Interferon-γ release assays for the diagnosis of Mycobacterium tuberculosis infection in children: a literature review.

The role of interferon-gamma release assays (IGRAs) for immunologic diagnosis of tuberculosis in children is under debate. We carried out a narrative review on the studies on IGRAs in paediatric populations. A literature search was conducted using multiple keywords and standardized terminology in Medline, EMBASE and Cochrane databases, up to January 27th, 2011. Study quality was assessed using the MOOSE checklist and results of relevant studies were summarized. Sixty-seven paediatric studies (study population ranging from 14 to 5,244 children) were identified. Non-commercial ELISPOT assay (by means of ESAT-6 and CFP-10 antigens) had been carried out in 11 studies. QuantiFERON-TB Gold (QFT-G), QuantiFERON-TB Gold In-tube (QFT-G-IT), and T-SPOT.TB assays had been performed in 10, 44 and 18 studies, respectively. Most studies reported higher specificity of IGRA than tuberculin skin test (TST), but interpretation of the results is complicated by the fact that a gold standard for the diagnosis of latent TB is lacking. The reported sensitivity for active TB ranged from 51-93 percent for QFT-G/QFT-G-IT and 40-100 percent for ELISPOT assays, suggesting that a negative IGRA result may not exclude tuberculosis.

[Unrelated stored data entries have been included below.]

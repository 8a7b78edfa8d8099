use std::{
    sync::{
        atomic::{AtomicU32, Ordering},
        Arc, Mutex,
    },
    thread,
    time::Duration,
};

use anyhow::{anyhow, Context};
use embedded_svc::{
    http::Method,
    io::Write,
    mqtt::client::QoS,
    wifi::{AuthMethod, ClientConfiguration, Configuration},
};
use esp_idf_hal::gpio::{AnyIOPin, Input, InputOutput, InterruptType, PinDriver, Pull};
use esp_idf_svc::{
    eventloop::EspSystemEventLoop,
    hal::{modem::Modem, prelude::Peripherals},
    http::server::{Configuration as HttpConfiguration, EspHttpConnection, EspHttpServer, Request},
    log::EspLogger,
    mqtt::client::{EspMqttClient, EspMqttConnection, MqttClientConfiguration},
    nvs::{EspDefaultNvsPartition, EspNvs},
    wifi::{BlockingWifi, EspWifi},
};
use log::{info, warn};

use board_common::{
    publish::split_reply, rpc::sonoff_methods, BoardConfig, ButtonDebouncer, Event, Gpio,
    MethodTable, NetworkConfig, RelayBoard, RpcError, SonoffTrigger,
};

const NVS_NAMESPACE: &str = "board";
const NVS_CONFIG_KEY: &str = "config_json";
const RPC_PREFIX: &str = "/rpc/";
const WIFI_CONNECT_ATTEMPTS: u32 = 5;
const WIFI_RETRY_DELAY_MS: u64 = 2_000;
const BUTTON_POLL_MS: u64 = 10;

/// Milliseconds since boot of the last falling edge on the button, written
/// from the ISR. Zero means no press yet.
static BUTTON_ISR_TIMESTAMP: AtomicU32 = AtomicU32::new(0);

type SharedBoard = Arc<Mutex<RelayBoard<EspGpio>>>;
type SharedMqtt = Arc<Mutex<EspMqttClient<'static>>>;

#[derive(Clone)]
struct NvsStore {
    partition: EspDefaultNvsPartition,
}

/// Relay and LED outputs. Pins are input-output so the relay level can be
/// read back from the pad.
struct EspGpio {
    pins: Vec<(u8, PinDriver<'static, AnyIOPin, InputOutput>)>,
}

pub fn run() -> anyhow::Result<()> {
    esp_idf_svc::sys::link_patches();
    EspLogger::initialize_default();

    let sys_loop = EspSystemEventLoop::take()?;
    let nvs_partition = EspDefaultNvsPartition::take()?;
    let nvs_store = NvsStore {
        partition: nvs_partition.clone(),
    };

    let config = nvs_store.load_config().unwrap_or_else(|err| {
        warn!("failed to load board config from NVS: {err:#}");
        BoardConfig::default()
    });
    info!("loaded board config for {}", config.device.id);

    let Peripherals { modem, .. } = Peripherals::take()?;

    let sonoff = config.sonoff.clone();
    let gpio = EspGpio::new(&[sonoff.relay_pin, sonoff.led_pin])
        .context("failed to initialize relay and led pins")?;
    let board: SharedBoard = Arc::new(Mutex::new(RelayBoard::new(
        config.device.id.clone(),
        sonoff.clone(),
        gpio,
    )));

    let wifi = connect_wifi(modem, sys_loop, nvs_partition, &config.network)
        .context("wifi startup failed")?;

    let (mqtt, conn) = create_mqtt_client(&config)?;
    spawn_mqtt_poll(conn)?;
    let mqtt: SharedMqtt = Arc::new(Mutex::new(mqtt));

    if sonoff.enable {
        let button = init_button_pin(sonoff.button_pin).context("failed to initialize button")?;
        spawn_button_waiter(button, sonoff.button_debounce_ms, board.clone(), mqtt.clone())?;
    } else {
        warn!("sonoff disabled in config; no rpc methods registered");
    }

    let methods = Arc::new(sonoff_methods(&config));
    let server = create_http_server(board, mqtt, methods)?;
    info!("sonoff board ready");

    // Keep services alive for the program lifetime.
    let _wifi = wifi;
    let _server = server;
    loop {
        thread::sleep(Duration::from_secs(60));
    }
}

impl EspGpio {
    fn new(pins: &[u8]) -> anyhow::Result<Self> {
        let mut drivers = Vec::with_capacity(pins.len());
        for &pin in pins {
            // SAFETY: pin numbers come from board config and are not claimed
            // by any other driver in this firmware.
            let io = unsafe { AnyIOPin::new(i32::from(pin)) };
            let driver = PinDriver::input_output(io)
                .with_context(|| format!("failed to claim GPIO{pin}"))?;
            drivers.push((pin, driver));
        }
        Ok(Self { pins: drivers })
    }

    fn driver(&self, pin: u8) -> Option<&PinDriver<'static, AnyIOPin, InputOutput>> {
        self.pins
            .iter()
            .find(|(number, _)| *number == pin)
            .map(|(_, driver)| driver)
    }
}

impl Gpio for EspGpio {
    fn write(&mut self, pin: u8, level: bool) {
        let Some((_, driver)) = self.pins.iter_mut().find(|(number, _)| *number == pin) else {
            warn!("write to unclaimed GPIO{pin}");
            return;
        };

        let result = if level {
            driver.set_high()
        } else {
            driver.set_low()
        };
        if let Err(err) = result {
            warn!("failed to drive GPIO{pin} {}: {err:?}", if level { "high" } else { "low" });
        }
    }

    fn read(&self, pin: u8) -> bool {
        self.driver(pin).is_some_and(|driver| driver.is_high())
    }
}

fn init_button_pin(pin: u8) -> anyhow::Result<PinDriver<'static, AnyIOPin, Input>> {
    // SAFETY: see `EspGpio::new`.
    let io = unsafe { AnyIOPin::new(i32::from(pin)) };
    let mut button = PinDriver::input(io)?;
    button.set_pull(Pull::Up)?;
    button.set_interrupt_type(InterruptType::NegEdge)?;

    // SAFETY: the callback reads the RTC counter and stores to an atomic,
    // both of which are ISR-safe.
    unsafe {
        button.subscribe(|| {
            let now_ms = (esp_idf_svc::sys::esp_timer_get_time() / 1_000) as u32;
            BUTTON_ISR_TIMESTAMP.store(now_ms.max(1), Ordering::Release);
        })?;
    }
    button.enable_interrupt()?;
    info!("button armed on GPIO{pin}");
    Ok(button)
}

/// Debounces ISR timestamps into button presses and re-arms the interrupt.
fn spawn_button_waiter(
    mut button: PinDriver<'static, AnyIOPin, Input>,
    debounce_ms: u64,
    board: SharedBoard,
    mqtt: SharedMqtt,
) -> anyhow::Result<()> {
    thread::Builder::new()
        .name("button".to_string())
        .stack_size(8192)
        .spawn(move || {
            let mut debouncer = ButtonDebouncer::new(debounce_ms);
            let mut last_seen = 0_u32;

            loop {
                let stamp = BUTTON_ISR_TIMESTAMP.load(Ordering::Acquire);
                if stamp != last_seen {
                    last_seen = stamp;
                    if debouncer.accept(stamp) {
                        dispatch(&board, &mqtt, SonoffTrigger::ButtonPressed);
                    }
                    if let Err(err) = button.enable_interrupt() {
                        warn!("failed to re-arm button interrupt: {err:?}");
                    }
                }
                thread::sleep(Duration::from_millis(BUTTON_POLL_MS));
            }
        })
        .context("failed to spawn button thread")?;
    Ok(())
}

/// Runs one trigger and enqueues its publishes while the board is still
/// locked, keeping relay events in order.
fn dispatch(
    board: &SharedBoard,
    mqtt: &SharedMqtt,
    trigger: SonoffTrigger,
) -> Option<Result<Event, RpcError>> {
    let mut board = match board.lock() {
        Ok(board) => board,
        Err(poisoned) => poisoned.into_inner(),
    };
    let (reply, publishes) = split_reply(board.handle(trigger));

    for (topic, event) in publishes {
        publish_event(mqtt, &topic, &event);
    }
    reply
}

fn publish_event(mqtt: &SharedMqtt, topic: &str, event: &Event) {
    let payload = match event.to_vec() {
        Ok(payload) => payload,
        Err(err) => {
            warn!("failed to encode event for {topic}: {err}");
            return;
        }
    };

    let mut client = match mqtt.lock() {
        Ok(client) => client,
        Err(poisoned) => poisoned.into_inner(),
    };
    if let Err(err) = client.enqueue(topic, QoS::AtMostOnce, false, &payload) {
        warn!("failed to publish to {topic}: {err:?}");
    }
}

fn create_http_server(
    board: SharedBoard,
    mqtt: SharedMqtt,
    methods: Arc<MethodTable<SonoffTrigger>>,
) -> anyhow::Result<EspHttpServer<'static>> {
    let conf = HttpConfiguration {
        stack_size: 16 * 1024,
        uri_match_wildcard: true,
        ..Default::default()
    };

    let mut server = EspHttpServer::new(&conf)?;
    let route = format!("{RPC_PREFIX}*");

    for http_method in [Method::Get, Method::Post] {
        let board = board.clone();
        let mqtt = mqtt.clone();
        let methods = methods.clone();
        server.fn_handler::<anyhow::Error, _>(&route, http_method, move |req| {
            let method = rpc_method(req.uri()).to_string();
            let reply = match methods.lookup(&method) {
                Ok(trigger) => dispatch(&board, &mqtt, trigger).unwrap_or_else(|| {
                    Err(RpcError::internal(format!("{method} produced no reply")))
                }),
                Err(err) => Err(err),
            };

            match reply {
                Ok(event) => write_json(req, 200, &event.to_vec()?),
                Err(err) => {
                    warn!("{method} failed: {}", err.message);
                    write_json(req, err.code, &err.body()?)
                }
            }
        })?;
    }

    Ok(server)
}

fn rpc_method(uri: &str) -> &str {
    let path = uri.split('?').next().unwrap_or_default();
    path.strip_prefix(RPC_PREFIX).unwrap_or(path)
}

fn write_json(
    req: Request<&mut EspHttpConnection<'_>>,
    status_code: u16,
    body: &[u8],
) -> anyhow::Result<()> {
    req.into_response(
        status_code,
        None,
        &[("Content-Type", "application/json; charset=utf-8")],
    )?
    .write_all(body)?;
    Ok(())
}

fn spawn_mqtt_poll(mut conn: EspMqttConnection) -> anyhow::Result<()> {
    thread::Builder::new()
        .name("mqtt-poll".to_string())
        .stack_size(8192)
        .spawn(move || loop {
            if let Err(err) = conn.next() {
                warn!("sonoff mqtt poll error: {err:?}");
                thread::sleep(Duration::from_secs(2));
            }
        })
        .context("failed to spawn mqtt thread")?;
    Ok(())
}

fn create_mqtt_client(
    config: &BoardConfig,
) -> anyhow::Result<(EspMqttClient<'static>, EspMqttConnection)> {
    let network = &config.network;
    let url = format!("mqtt://{}:{}", network.mqtt_host, network.mqtt_port);

    let conf = MqttClientConfiguration {
        client_id: Some(config.device.id.as_str()),
        username: (!network.mqtt_user.is_empty()).then_some(network.mqtt_user.as_str()),
        password: (!network.mqtt_pass.is_empty()).then_some(network.mqtt_pass.as_str()),
        ..Default::default()
    };

    Ok(EspMqttClient::new(&url, &conf)?)
}

fn connect_wifi(
    modem: Modem,
    sys_loop: EspSystemEventLoop,
    nvs_partition: EspDefaultNvsPartition,
    network: &NetworkConfig,
) -> anyhow::Result<Box<EspWifi<'static>>> {
    let mut esp_wifi = Box::new(EspWifi::new(modem, sys_loop.clone(), Some(nvs_partition))?);
    let mut wifi = BlockingWifi::wrap(esp_wifi.as_mut(), sys_loop)?;

    let auth_method = if network.wifi_pass.is_empty() {
        AuthMethod::None
    } else {
        AuthMethod::WPAWPA2Personal
    };

    wifi.set_configuration(&Configuration::Client(ClientConfiguration {
        ssid: network
            .wifi_ssid
            .as_str()
            .try_into()
            .map_err(|_| anyhow!("wifi ssid too long"))?,
        password: network
            .wifi_pass
            .as_str()
            .try_into()
            .map_err(|_| anyhow!("wifi password too long"))?,
        auth_method,
        ..Default::default()
    }))?;

    wifi.start()?;
    info!("wifi started, connecting to `{}`", network.wifi_ssid);

    let mut last_err = None;
    for attempt in 1..=WIFI_CONNECT_ATTEMPTS {
        match wifi.connect().and_then(|()| wifi.wait_netif_up()) {
            Ok(()) => {
                info!("wifi connected on attempt {attempt}");
                last_err = None;
                break;
            }
            Err(err) => {
                warn!("wifi connect failed on attempt {attempt}: {err:#}");
                last_err = Some(err);
            }
        }

        if attempt < WIFI_CONNECT_ATTEMPTS {
            let _ = wifi.disconnect();
            thread::sleep(Duration::from_millis(WIFI_RETRY_DELAY_MS));
        }
    }

    if let Some(err) = last_err {
        return Err(anyhow!(
            "all {WIFI_CONNECT_ATTEMPTS} wifi connect attempts failed: {err:#}"
        ));
    }

    drop(wifi);
    Ok(esp_wifi)
}

impl NvsStore {
    fn load_config(&self) -> anyhow::Result<BoardConfig> {
        let nvs = EspNvs::new(self.partition.clone(), NVS_NAMESPACE, true)?;
        let mut buffer = vec![0_u8; 4096];

        match nvs.get_str(NVS_CONFIG_KEY, &mut buffer)? {
            Some(value) => Ok(BoardConfig::from_json(value)?),
            None => Ok(BoardConfig::default()),
        }
    }
}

Combining TST and IGRA results increased the diagnostic sensitivity. Rates of indeterminate results largely varied (0 to 35 percent). Most of the studies on young (less than 5 years) or immune-compromised children reported a proportion of indeterminate results exceeding 4 percent. Agreement among TST and IGRA, assessed by the k statistics, ranged from -0.03 to 0.87. Higher rates of discordance were reported in BCG-vaccinated than in non-BCG-vaccinated children. Studies on children less than 5 years and immunocompromised children reported conflicting results, as did studies on serial IGRA determinations. Despite the large amount of literature data, the role of IGRA in the pediatric population is still unclear, especially in young children. Combined use of TST/IGRA may increase diagnostic sensitivity but interpretation of discordant results remains a challenging issue.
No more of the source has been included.